• _TASK ITEM_: Go through the data line by line from the top, retyping each exactly, and end with the line that contains "pub const BELIEF_WIDTH: usize = 6;".

Excerpts from a dataset
Segment Open

use crate::session::SessionError;
use kitchen_core::belief::BeliefState;
use kitchen_core::env::{BoxSpace, ObservationSpace};

/// Width of the belief block appended to augmented observations.
pub const BELIEF_WIDTH: usize = 6;

/// Builds the policy observation from the env's macro observation, optionally
/// followed by `[mean_A, mean_B, mean_I, conf_A, conf_B, conf_I]`.
#[derive(Debug, Clone, PartialEq)]
pub struct ObservationComposer {
    space: ObservationSpace,
    augment: bool,
}

impl ObservationComposer {
    pub fn new(base: ObservationSpace, augment: bool) -> Result<Self, SessionError> {
        let space = match base {
            ObservationSpace::Box(mut bounds) if augment => {
                bounds.low.extend([f32::NEG_INFINITY; BELIEF_WIDTH]);
                bounds.high.extend([f32::INFINITY; BELIEF_WIDTH]);
                ObservationSpace::Box(bounds)
            }
            other if augment => {
                return Err(SessionError::ObservationSpace {
                    kind: other.kind(),
                });
            }
            other => other,
        };
        Ok(Self { space, augment })
    }

    pub fn augments(&self) -> bool {
        self.augment
    }

    /// Space of the composed observation.
    pub fn observation_space(&self) -> &ObservationSpace {
        &self.space
    }

    pub fn dim(&self) -> usize {
        match &self.space {
            ObservationSpace::Box(BoxSpace { low, .. }) => low.len(),
            ObservationSpace::Discrete(_) => 1,
        }
    }

    pub fn compose(&self, base: &[f32], belief: &BeliefState) -> Vec<f32> {
        let mut out = Vec::with_capacity(base.len() + BELIEF_WIDTH);
        out.extend_from_slice(base);
        if self.augment {
            out.extend_from_slice(&belief.features());
        }
        out
    }
}
use clap::Parser;
use kitchen_app::cli::{self, Cli};

fn main() -> anyhow::Result<()> {
    cli::run(Cli::parse())
}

Segment Closed

• _RESULT FOR THIS EXERCISE_:
use crate::session::SessionError;
use kitchen_core::belief::BeliefState;
use kitchen_core::env::{BoxSpace, ObservationSpace};

/// Width of the belief block appended to augmented observations.
pub const BELIEF_WIDTH: usize = 6;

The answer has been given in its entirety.